We analysed the effect of a combination of land use and climate scenarios on N leaching from two catchments in the Baltic Sea: Norsminde in Denmark and Kocinka in Poland. The two catchments vary greatly in time lag of the groundwater flow and the related N retention and reduction processes. For each catchment the effects on N leaching were analysed with the NLES leaching model, which at Norsminde was linked to a physically-based distributed groundwater model (MIKE SHE). The land use changes were based on three selected future scenarios taken from the Shared Socioeconomic Pathways (SSP), i.e. SSP1 (sustainability), SSP2 (middle of the road) and SSP5 (fossil fuelled development). For each SSP quantitative effects were given for changes in land use and agricultural activities, including fertilisation. The agricultural land use was maintained in SSP2 compared to baseline, reduced by 10% in SSP1 and increased by 10% in SSP5. Livestock density was maintained in SSP2, reduced by 50% in SSP2 and increased by 50% in SSP5. The climate change scenarios cover a 20 year period for 2041-2060 compared with baseline period of 1991-2010, and four different climate model runs were used based on the RCP8.5 emission scenario. The N leaching estimation with the NLES model was recalibrated for the temperature changes in the climate change scenarios using representative model runs with the dynamic Daisy simulation model.
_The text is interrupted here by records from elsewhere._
//! Lifecycle states of a stage execution.

use serde::{Deserialize, Serialize};
use std::fmt;

/// Where a stage execution is in its lifecycle.
///
/// ```text
/// Idle ──▶ Running ──┬──▶ Completed
///                    ├──▶ Failed
///                    └──▶ Cancelled
/// ```
///
/// The three terminal states are final.
#[derive(Debug, Clone, Copy, PartialEq, Eq, Hash, Default, Serialize, Deserialize)]
#[serde(rename_all = "snake_case")]
pub enum ExecutionState {
    /// Created, not yet accepted by the engine.
    #[default]
    Idle,
    /// Accepted and registered; the tool is being prepared or running.
    Running,
    /// Tool exited successfully and post-processing finished.
    Completed,
    /// Launch, exit status, storage or post-processing failure.
    Failed,
    /// Stopped on request.
    Cancelled,
}

impl ExecutionState {
    pub fn as_str(&self) -> &'static str {
        match self {
            ExecutionState::Idle => "idle",
            ExecutionState::Running => "running",
            ExecutionState::Completed => "completed",
            ExecutionState::Failed => "failed",
            ExecutionState::Cancelled => "cancelled",
        }
    }

    pub fn is_terminal(&self) -> bool {
        matches!(
            self,
            ExecutionState::Completed | ExecutionState::Failed | ExecutionState::Cancelled
        )
    }

    /// Whether the execution occupies its stage for conflict purposes.
    pub fn is_active(&self) -> bool {
        matches!(self, ExecutionState::Running)
    }

    /// Whether a cancel request still has something to stop.
    pub fn can_cancel(&self) -> bool {
        self.is_active()
    }

    /// Whether moving from `self` to `next` is a legal transition.
    pub fn can_transition_to(&self, next: ExecutionState) -> bool {
        match self {
            ExecutionState::Idle => next == ExecutionState::Running,
            ExecutionState::Running => next.is_terminal(),
            _ => false,
        }
    }
}

impl fmt::Display for ExecutionState {
    fn fmt(&self, f: &mut fmt::Formatter<'_>) -> fmt::Result {
        f.write_str(self.as_str())
    }
}
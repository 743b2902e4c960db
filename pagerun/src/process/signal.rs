//! Signal helpers for spawned tool processes.
//!
//! Tools are spawned as leaders of their own process group (pgid == pid),
//! so anything they start can be signalled through the group.

/// Check if a process with the given PID exists.
///
/// Uses `libc::kill(pid, 0)` which sends a null signal to check existence.
#[cfg(unix)]
pub(crate) fn is_process_alive(pid: u32) -> bool {
    unsafe { libc::kill(pid as i32, 0) == 0 }
}

/// Ask a process to terminate with SIGTERM.
///
/// # Returns
/// * `true` - Signal was delivered
/// * `false` - Process doesn't exist or permission denied
#[cfg(unix)]
pub(crate) fn terminate_process(pid: u32) -> bool {
    unsafe { libc::kill(pid as i32, libc::SIGTERM) == 0 }
}

/// Send SIGTERM to every process in the group led by `pgid`.
#[cfg(unix)]
pub(crate) fn terminate_group(pgid: u32) -> bool {
    signal_group(pgid, libc::SIGTERM)
}

/// Send SIGKILL to every process in the group led by `pgid`.
#[cfg(unix)]
pub(crate) fn kill_group(pgid: u32) -> bool {
    signal_group(pgid, libc::SIGKILL)
}

#[cfg(unix)]
fn signal_group(pgid: u32, signal: i32) -> bool {
    // 0 and 1 would address our own group and init's
    if pgid <= 1 {
        return false;
    }
    unsafe { libc::kill(-(pgid as i32), signal) == 0 }
}
//! Error taxonomy for stage execution.
//!
//! A rejected conflict is not an error: it is reported as a normal outcome
//! by the engine. Everything here ends an execution in `Failed`, or is
//! returned before any side effect took place.

use thiserror::Error;

pub type PagerunResult<T> = Result<T, PagerunError>;

#[derive(Debug, Error)]
pub enum PagerunError {
    /// The external program could not be located or spawned.
    #[error("failed to launch {program}: {reason}")]
    Launch { program: String, reason: String },

    /// `start` was called twice on the same process handle.
    #[error("process handle already started")]
    AlreadyStarted,

    /// The external program exited unsuccessfully.
    #[error("process exited unsuccessfully (code: {code:?}, signal: {signal:?})")]
    ProcessExit {
        code: Option<i32>,
        signal: Option<i32>,
    },

    /// The process succeeded but its outputs could not be moved into place.
    #[error("post-processing failed: {0}")]
    PostProcessing(String),

    /// Directory creation or stale output deletion failed.
    #[error("storage error: {0}")]
    Storage(String),

    #[error("invalid argument: {0}")]
    InvalidArgument(String),

    #[error("invalid state: {0}")]
    InvalidState(String),

    #[error("configuration error: {0}")]
    Config(String),

    #[error("internal error: {0}")]
    Internal(String),
}

impl From<std::io::Error> for PagerunError {
    fn from(err: std::io::Error) -> Self {
        PagerunError::Storage(err.to_string())
    }
}

impl PagerunError {
    /// Stable short name, logged as `error_kind` when an execution fails.
    pub fn kind(&self) -> &'static str {
        match self {
            PagerunError::Launch { .. } => "launch",
            PagerunError::AlreadyStarted => "already_started",
            PagerunError::ProcessExit { .. } => "process_exit",
            PagerunError::PostProcessing(_) => "post_processing",
            PagerunError::Storage(_) => "storage",
            PagerunError::InvalidArgument(_) => "invalid_argument",
            PagerunError::InvalidState(_) => "invalid_state",
            PagerunError::Config(_) => "config",
            PagerunError::Internal(_) => "internal",
        }
    }
}

#[cfg(test)]
mod tests {
    use super::*;

    #[test]
    fn test_io_error_maps_to_storage() {
        let io = std::io::Error::new(std::io::ErrorKind::PermissionDenied, "denied");
        let err: PagerunError = io.into();
        assert_eq!(err.kind(), "storage");
        assert!(err.to_string().contains("denied"));
    }

    #[test]
    fn test_process_exit_display() {
        let err = PagerunError::ProcessExit {
            code: Some(2),
            signal: None,
        };
        assert!(err.to_string().contains("Some(2)"));
        assert_eq!(err.kind(), "process_exit");
    }
}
For Norsminde the mean N leaching from agricultural areas was 54-60 kg N/ha in the baseline land use and climate, which increased to 71-88 kg N/ha under projected climate change. Under baseline climate, SSP1 has a reduced N leaching of 9-10 kg N/ha and SSP5 has an increased leaching of 10-11 kg N/ha. These differences increase under projected climate change due to the higher leaching level. These effects are moderated at catchment scale by different land use in the different SSPs. The range of N leaching in the catchment compared with baseline therefore ranges from 5% decrease to 23% increase and for N-load from the catchment between 6% decrease and 26% increase for SSP1. For SSP2 N-leaching is predicted to increase 23%-60% and N-load 20%-59%. For SSP5 N-leaching increases 63%-113% and N-load 52%-106%.
For Kocinka the mean N leaching from agriculture land was 28-34 kg N/ha in SSP2 under baseline climate, and this increases to 38-52 kg N/ha under projected climate change. The leaching in SSP1 was reduced by 2-3 kg N/ha under baseline climate and 3-5 kg N/ha under future climate. In SSP5 N leaching was increased by 3 kg N/ha under baseline climate and 4-5 kg N/ha under projected future climate.
A scenario analysis was conducted for Norsminde to explore how large agricultural area would be needed for spatially targeted set-aside to meet an N-load reduction target of 20% compared to baseline. For SSP2 this set-aside area is about 850 ha under baseline climate increasing to 1400-2200 ha under future cliimate. For SSP1 and SPP5 this range is 650-1400 ha and 2150-3000 ha, respectively, for future climate.